The nation must finally discuss and decide what we are going to do about all the semi-automatic and automatic weapons that are now throughout our entire society — weapons with the only honest purpose to kill large numbers of people. Let’s also be honest about the difference in what is needed for hunting, sport, or even self-defense, and what it means to live in a nation where millions of people have the kind of weapons that only the military and law-enforcement officials used to have. I have been listening this weekend and learned facts that have even stunned me. In the four counties around the Connecticut school shooting there are more than 400 gun dealers. There are more gun dealers now in America than McDonald’s restaurants. On Black Friday alone, the FBI received more than 150,000 requests for background checks for firearm purchases; they received more than 2 million in the month of November. And most astoundingly, there are 311 million people in America and now an estimated 280 million guns. There are more and more guns in our society, they are being allowed in more and more public places, and they are more and more legal to be concealed. That is the direction that the gun business and gun lobby has taken us — and the gun business and lobby are now the same thing.
Is that the kind of society we want to live in? And is the answer to tragedies like this one to arm the teachers, as some gun advocates have already suggested? Really?

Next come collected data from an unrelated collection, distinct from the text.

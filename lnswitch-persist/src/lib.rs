//! Durable storage backends for the switch engine.
//!
//! Everything is built on a small key-version-value abstraction
//! ([`kvv::KVVStore`]).  Values carry a monotonic version so that a
//! stale process resuming after a crash cannot silently roll state
//! backwards; a write with a lower version than the stored one is
//! rejected.  [`kvv::KVVPersister`] adapts any store to the engine's
//! [`lightning_switch::persist::Persist`] trait.

#![forbid(unsafe_code)]
#![warn(rustdoc::broken_intra_doc_links)]
#![warn(missing_docs)]

/// Key-version-value storage
pub mod kvv;

pub use kvv::{KVVPersister, KVVStore, KVV};
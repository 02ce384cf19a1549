//! The external signer boundary.
//!
//! The engine never holds channel keys.  Commitment signatures, signature
//! validation and the per-commitment secret schedule are delegated through
//! [`CommitmentSigner`], so the key material can live in a separate
//! hardened process.

use crate::channel::{ChannelId, CommitmentInfo};
use crate::prelude::*;
use crate::util::status::Status;
use crate::wire::{PubKey, Signature};

/// Signs and validates commitment transactions for channels.
///
/// Implementations must be deterministic for a given channel and
/// commitment number, so retransmissions after a reconnect produce
/// identical signatures.
pub trait CommitmentSigner: SendSync {
    /// Sign the counterparty's next commitment
    fn sign_commitment(
        &self,
        channel_id: &ChannelId,
        info: &CommitmentInfo,
    ) -> Result<Signature, Status>;

    /// Validate the counterparty's signature over the holder's next
    /// commitment
    fn validate_counterparty_signature(
        &self,
        channel_id: &ChannelId,
        info: &CommitmentInfo,
        sig: &Signature,
    ) -> Result<(), Status>;

    /// The holder's per-commitment secret for a revoked commitment.
    ///
    /// Only called for commitments that have been superseded by a
    /// validated successor.
    fn revocation_secret(
        &self,
        channel_id: &ChannelId,
        commit_num: u64,
    ) -> Result<[u8; 32], Status>;

    /// The holder's per-commitment point for a commitment number
    fn per_commitment_point(
        &self,
        channel_id: &ChannelId,
        commit_num: u64,
    ) -> Result<PubKey, Status>;
}

#[cfg(any(test, feature = "test_utils"))]
pub use mock::MockSigner;

#[cfg(any(test, feature = "test_utils"))]
mod mock {
    use bitcoin::hashes::{sha256, Hash, HashEngine, Hmac, HmacEngine};
    use bitcoin::secp256k1::{All, PublicKey, Secp256k1, SecretKey};

    use super::*;
    use crate::util::status::invalid_argument;

    /// Deterministic MAC-based signer for tests.
    ///
    /// Two paired instances share seeds crosswise, so each side can
    /// validate the signatures the other produces without real
    /// transaction construction.
    pub struct MockSigner {
        local_seed: [u8; 32],
        peer_seed: [u8; 32],
        secp: Secp256k1<All>,
    }

    impl SendSync for MockSigner {}

    impl MockSigner {
        /// Create a signer; `peer_seed` is the local seed of the paired
        /// counterparty instance
        pub fn new(local_seed: [u8; 32], peer_seed: [u8; 32]) -> Self {
            MockSigner { local_seed, peer_seed, secp: Secp256k1::new() }
        }

        fn mac(seed: &[u8; 32], channel_id: &ChannelId, info: &CommitmentInfo) -> Signature {
            let digest = info.signing_digest();
            let mut sig = [0u8; 64];
            for half in 0..2u8 {
                let mut engine = HmacEngine::<sha256::Hash>::new(seed);
                engine.input(channel_id.as_slice());
                engine.input(&digest);
                engine.input(&[half]);
                let mac = Hmac::<sha256::Hash>::from_engine(engine).to_byte_array();
                sig[half as usize * 32..(half as usize + 1) * 32].copy_from_slice(&mac);
            }
            Signature(sig)
        }

        fn secret(&self, channel_id: &ChannelId, commit_num: u64) -> SecretKey {
            let mut counter = 0u8;
            loop {
                let mut engine = sha256::Hash::engine();
                engine.input(&self.local_seed);
                engine.input(channel_id.as_slice());
                engine.input(&commit_num.to_be_bytes());
                engine.input(&[counter]);
                let bytes = sha256::Hash::from_engine(engine).to_byte_array();
                if let Ok(sk) = SecretKey::from_slice(&bytes) {
                    return sk;
                }
                counter += 1;
            }
        }
    }

    impl CommitmentSigner for MockSigner {
        fn sign_commitment(
            &self,
            channel_id: &ChannelId,
            info: &CommitmentInfo,
        ) -> Result<Signature, Status> {
            Ok(Self::mac(&self.local_seed, channel_id, info))
        }

        fn validate_counterparty_signature(
            &self,
            channel_id: &ChannelId,
            info: &CommitmentInfo,
            sig: &Signature,
        ) -> Result<(), Status> {
            let expected = Self::mac(&self.peer_seed, channel_id, info);
            if sig != &expected {
                return Err(invalid_argument(format!(
                    "bad signature for commitment {}",
                    info.commit_num
                )));
            }
            Ok(())
        }

        fn revocation_secret(
            &self,
            channel_id: &ChannelId,
            commit_num: u64,
        ) -> Result<[u8; 32], Status> {
            Ok(self.secret(channel_id, commit_num).secret_bytes())
        }

        fn per_commitment_point(
            &self,
            channel_id: &ChannelId,
            commit_num: u64,
        ) -> Result<PubKey, Status> {
            let sk = self.secret(channel_id, commit_num);
            let point = PublicKey::from_secret_key(&self.secp, &sk);
            Ok(PubKey(point.serialize()))
        }
    }
}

But it’s not just gun idolatry. We must also do a better job of detecting and treating the kind of mental problems that are repeatedly leading to such violence. How can we better avoid the deadly connections between mental illness and guns of mass destruction? How do we see, find, treat, and monitor individuals with such issues, and support families in order to protect them and so many others?
And we finally need a very honest conversation about our growing culture of violence, and all the “entertainment” and “products” that project the worst expressions of violence as solutions to problems, or even just as “fun.” The distinction between games and reality becomes blurred, especially for young people who are already struggling with reality. There appears to be an alarming connection between unhinged violence and unhinged individuals — and the nation needs to consciously engage that. How do we raise and protect our children in a culture that is infected with such deep attractions and habits of violence? How ready and willing are we to confront and even heal those habits and addictions?
One thing I do know: Washington will not fix these problems. It will have to come from outside of Washington. It will likely come from putting our children first, and not politics. Our children must be our first response to this, and they must inspire a response that lasts. And it likely will have to come from us — as their parents.